## Exercise brief
Copy, from the entries below, each line in which the string "path" appears.

Stored items from a collection
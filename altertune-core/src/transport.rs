//! # Transport Module
//!
//! Tempo and play/stop state, plus the observer hook that lets playback
//! follow the transport.

use crate::session::SharedSession;
use serde::{Deserialize, Serialize};

pub const MIN_BPM: f64 = 30.0;
pub const MAX_BPM: f64 = 300.0;
pub const DEFAULT_BPM: f64 = 120.0;

#[derive(Debug, Clone, PartialEq, Serialize, Deserialize)]
#[serde(rename_all = "camelCase")]
pub struct TransportState {
    pub bpm: f64,
    pub playing: bool,
    /// Stored with the session; not applied by the scheduler.
    #[serde(default, skip_serializing_if = "Option::is_none")]
    pub swing: Option<f64>,
    /// Stored with the session; not applied by the scheduler.
    #[serde(default, skip_serializing_if = "Option::is_none")]
    pub humanize_ms: Option<f64>,
}

impl Default for TransportState {
    fn default() -> Self {
        Self {
            bpm: 100.0,
            playing: false,
            swing: None,
            humanize_ms: None,
        }
    }
}

/// Clamps a tempo the way the transport control does: rounded to a whole
/// BPM in 30..=300, with 120 for non-finite or non-positive input.
pub fn clamp_bpm(bpm: f64) -> f64 {
    if !(bpm.is_finite() && bpm > 0.0) {
        return DEFAULT_BPM;
    }
    bpm.round().clamp(MIN_BPM, MAX_BPM)
}

/// Notifications sent to transport observers.
#[derive(Debug, Clone, Copy, PartialEq)]
pub enum TransportEvent {
    Started,
    Stopped,
    TempoChanged(f64),
}

type Listener = Box<dyn FnMut(TransportEvent) + Send>;

/// Edits the transport part of a shared session and notifies observers.
///
/// Observers run synchronously, after the session lock has been released.
pub struct TransportModel {
    session: SharedSession,
    listeners: Vec<Listener>,
}

impl TransportModel {
    pub fn new(session: SharedSession) -> Self {
        Self {
            session,
            listeners: Vec::new(),
        }
    }

    pub fn subscribe(&mut self, listener: impl FnMut(TransportEvent) + Send + 'static) {
        self.listeners.push(Box::new(listener));
    }

    pub fn state(&self) -> TransportState {
        self.session.read().transport.clone()
    }

    pub fn is_playing(&self) -> bool {
        self.session.read().transport.playing
    }

    /// Sets the tempo (see [`clamp_bpm`]); takes effect from the next scheduled window.
    pub fn set_bpm(&mut self, bpm: f64) -> f64 {
        let bpm = clamp_bpm(bpm);
        let changed = self.session.update(|s| {
            let changed = s.transport.bpm != bpm;
            s.transport.bpm = bpm;
            changed
        });
        if changed {
            log::debug!(target: "transport", "Tempo set to {} BPM", bpm);
            self.emit(TransportEvent::TempoChanged(bpm));
        }
        bpm
    }

    /// Returns `true` if the state actually changed. Observers only hear about real transitions.
    pub fn set_playing(&mut self, playing: bool) -> bool {
        let changed = self.session.update(|s| {
            let changed = s.transport.playing != playing;
            s.transport.playing = playing;
            changed
        });
        if changed {
            log::info!(target: "transport", "{}", if playing { "Play" } else { "Stop" });
            self.emit(if playing {
                TransportEvent::Started
            } else {
                TransportEvent::Stopped
            });
        }
        changed
    }

    /// Flips play/stop and returns the new state.
    pub fn toggle(&mut self) -> bool {
        let playing = !self.is_playing();
        self.set_playing(playing);
        playing
    }

    fn emit(&mut self, event: TransportEvent) {
        for listener in &mut self.listeners {
            listener(event);
        }
    }
}

#[cfg(test)]
mod tests {
    use super::*;
    use std::sync::{Arc, Mutex};

    fn recording_model() -> (TransportModel, Arc<Mutex<Vec<TransportEvent>>>) {
        let mut model = TransportModel::new(SharedSession::default());
        let events = Arc::new(Mutex::new(Vec::new()));
        let sink = Arc::clone(&events);
        model.subscribe(move |ev| sink.lock().unwrap().push(ev));
        (model, events)
    }

    #[test]
    fn bpm_is_rounded_and_clamped() {
        assert_eq!(clamp_bpm(99.6), 100.0);
        assert_eq!(clamp_bpm(5.0), MIN_BPM);
        assert_eq!(clamp_bpm(1000.0), MAX_BPM);
        assert_eq!(clamp_bpm(f64::NAN), DEFAULT_BPM);
        assert_eq!(clamp_bpm(0.0), DEFAULT_BPM);
        assert_eq!(clamp_bpm(-10.0), DEFAULT_BPM);
        assert_eq!(clamp_bpm(f64::NEG_INFINITY), DEFAULT_BPM);
    }

    #[test]
    fn observers_only_see_transitions() {
        let (mut model, events) = recording_model();
        assert!(model.set_playing(true));
        assert!(!model.set_playing(true));
        assert!(!model.toggle());
        assert!(model.toggle());
        assert_eq!(
            *events.lock().unwrap(),
            vec![
                TransportEvent::Started,
                TransportEvent::Stopped,
                TransportEvent::Started
            ]
        );
    }

    #[test]
    fn tempo_changes_are_written_to_the_session() {
        let session = SharedSession::default();
        let mut model = TransportModel::new(session.clone());
        assert_eq!(model.set_bpm(133.2), 133.0);
        assert_eq!(session.read().transport.bpm, 133.0);
        assert_eq!(model.state().bpm, 133.0);
    }

    #[test]
    fn unchanged_tempo_is_not_announced() {
        let (mut model, events) = recording_model();
        let bpm = model.state().bpm;
        model.set_bpm(bpm);
        assert!(events.lock().unwrap().is_empty());
        model.set_bpm(bpm + 1.0);
        assert_eq!(*events.lock().unwrap(), vec![TransportEvent::TempoChanged(bpm + 1.0)]);
    }
}
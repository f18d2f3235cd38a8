pub mod client;
pub mod config;
pub mod error;
pub mod model;
pub mod provider;
pub mod query;
pub mod render;
pub mod sequence;

pub use client::{HoundClient, execute};
pub use config::HoundConfig;
pub use error::{HoundError, HoundResult};
pub use model::{CodeMatch, MatchRecord, SearchResponse};
pub use provider::{DisplayInfo, HoundProvider, ProviderType, register_provider};
pub use render::{ContextLine, HighlightMode, Highlighter, RenderedBlock, Segment, render};
pub use sequence::{RequestSequencer, Ticket};
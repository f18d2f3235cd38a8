use std::fmt::Write as _;
use std::ops::Range;

use colored::Colorize;
use regex::Regex;
use serde::Deserialize;
use tracing::debug;

use crate::model::MatchRecord;

/// Lines of context shown on each side of the match.
pub const CONTEXT_LINES: usize = 2;

/// How the query is matched against the center line for highlighting.
#[derive(Debug, Clone, Copy, Default, PartialEq, Eq, Deserialize)]
#[serde(rename_all = "lowercase")]
pub enum HighlightMode {
    /// Treat the query as a regular expression, like the search server does.
    #[default]
    Pattern,
    /// Highlight the query text verbatim.
    Literal,
}

#[derive(Debug, Clone, PartialEq, Eq)]
pub struct Segment {
    pub text: String,
    pub highlighted: bool,
}

/// One gutter-numbered row of a result block.
#[derive(Debug, Clone, PartialEq, Eq)]
pub struct ContextLine {
    pub number: i64,
    /// `None` when the server sent no line for this position.
    pub content: Option<String>,
    /// Set only on the match line.
    pub query: Option<String>,
    pub segments: Vec<Segment>,
}

impl ContextLine {
    /// Everything the row's appearance depends on.
    pub fn key(&self) -> (i64, Option<&str>, Option<&str>) {
        (self.number, self.content.as_deref(), self.query.as_deref())
    }

    pub fn needs_redraw(&self, previous: &ContextLine) -> bool {
        self.key() != previous.key()
    }

    pub fn is_blank(&self) -> bool {
        self.content.is_none()
    }
}

#[derive(Debug, Clone, PartialEq, Eq)]
pub struct RenderedBlock {
    pub path: String,
    pub line_number: i64,
    pub lines: [ContextLine; 2 * CONTEXT_LINES + 1],
}

/// Compiled highlight matcher for one query.
pub struct Highlighter {
    regex: Option<Regex>,
}

impl Highlighter {
    pub fn new(query: &str, mode: HighlightMode) -> Self {
        if query.is_empty() {
            return Self { regex: None };
        }

        let regex = match mode {
            HighlightMode::Pattern => match Regex::new(query) {
                Ok(re) => Some(re),
                Err(err) => {
                    debug!("query is not a valid pattern, highlighting literally: {err}");
                    Regex::new(&regex::escape(query)).ok()
                }
            },
            HighlightMode::Literal => Regex::new(&regex::escape(query)).ok(),
        };

        Self { regex }
    }

    /// Byte ranges of every non-overlapping, non-empty occurrence.
    pub fn spans(&self, line: &str) -> Vec<Range<usize>> {
        let Some(re) = &self.regex else {
            return Vec::new();
        };
        re.find_iter(line)
            .filter(|m| !m.is_empty())
            .map(|m| m.range())
            .collect()
    }

    pub fn segments(&self, line: &str) -> Vec<Segment> {
        let mut segments = Vec::new();
        let mut cursor = 0;

        for span in self.spans(line) {
            if span.start > cursor {
                segments.push(Segment {
                    text: line[cursor..span.start].to_string(),
                    highlighted: false,
                });
            }
            segments.push(Segment {
                text: line[span.clone()].to_string(),
                highlighted: true,
            });
            cursor = span.end;
        }

        if cursor < line.len() {
            segments.push(Segment {
                text: line[cursor..].to_string(),
                highlighted: false,
            });
        }

        segments
    }
}

pub fn render(record: &MatchRecord, mode: HighlightMode) -> RenderedBlock {
    let highlighter = Highlighter::new(&record.query, mode);
    render_with(&highlighter, record)
}

/// Build the five-row block for a record. Only the match row is highlighted.
pub fn render_with(highlighter: &Highlighter, record: &MatchRecord) -> RenderedBlock {
    let code_match = &record.code_match;
    let center = code_match.line_number;

    // `before` ends right above the match, `after` starts right below it.
    let before_at = |distance: usize| -> Option<String> {
        code_match
            .before
            .len()
            .checked_sub(distance)
            .and_then(|idx| code_match.before.get(idx))
            .cloned()
    };
    let after_at = |distance: usize| -> Option<String> {
        code_match.after.get(distance - 1).cloned()
    };

    let plain = |number: i64, content: Option<String>| {
        let segments = content
            .as_ref()
            .filter(|text| !text.is_empty())
            .map(|text| {
                vec![Segment {
                    text: text.clone(),
                    highlighted: false,
                }]
            })
            .unwrap_or_default();
        ContextLine {
            number,
            content,
            query: None,
            segments,
        }
    };

    let match_line = ContextLine {
        number: center,
        content: Some(code_match.line.clone()),
        query: Some(record.query.clone()),
        segments: highlighter.segments(&code_match.line),
    };

    RenderedBlock {
        path: record.path.clone(),
        line_number: center,
        lines: [
            plain(center - 2, before_at(2)),
            plain(center - 1, before_at(1)),
            match_line,
            plain(center + 1, after_at(1)),
            plain(center + 2, after_at(2)),
        ],
    }
}

impl RenderedBlock {
    fn gutter_width(&self) -> usize {
        self.lines
            .iter()
            .map(|line| line.number.to_string().len())
            .max()
            .unwrap_or(1)
    }

    /// `File: path:line` followed by numbered rows, no styling.
    pub fn to_plain_text(&self) -> String {
        let width = self.gutter_width();
        let mut out = format!("File: {}:{}\n", self.path, self.line_number);
        for line in &self.lines {
            let _ = write!(out, "{:>width$}:", line.number);
            if let Some(content) = &line.content
                && !content.is_empty()
            {
                let _ = write!(out, " {content}");
            }
            out.push('\n');
        }
        out
    }

    /// Same layout as [`to_plain_text`](Self::to_plain_text), styled for a
    /// terminal. Respects the global `colored` override.
    pub fn to_terminal_text(&self) -> String {
        let width = self.gutter_width();
        let mut out = format!(
            "{}:{}\n",
            self.path.bold(),
            self.line_number.to_string().dimmed()
        );
        for line in &self.lines {
            let gutter = format!("{:>width$}:", line.number);
            let _ = write!(out, "{}", gutter.dimmed());
            if !line.segments.is_empty() {
                out.push(' ');
            }
            for segment in &line.segments {
                if segment.highlighted {
                    let _ = write!(out, "{}", segment.text.yellow().bold());
                } else {
                    out.push_str(&segment.text);
                }
            }
            out.push('\n');
        }
        out
    }
}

## Response
    pub path: String,
        path: record.path.clone(),
    /// `File: path:line` followed by numbered rows, no styling.
        let mut out = format!("File: {}:{}\n", self.path, self.line_number);
            self.path.bold(),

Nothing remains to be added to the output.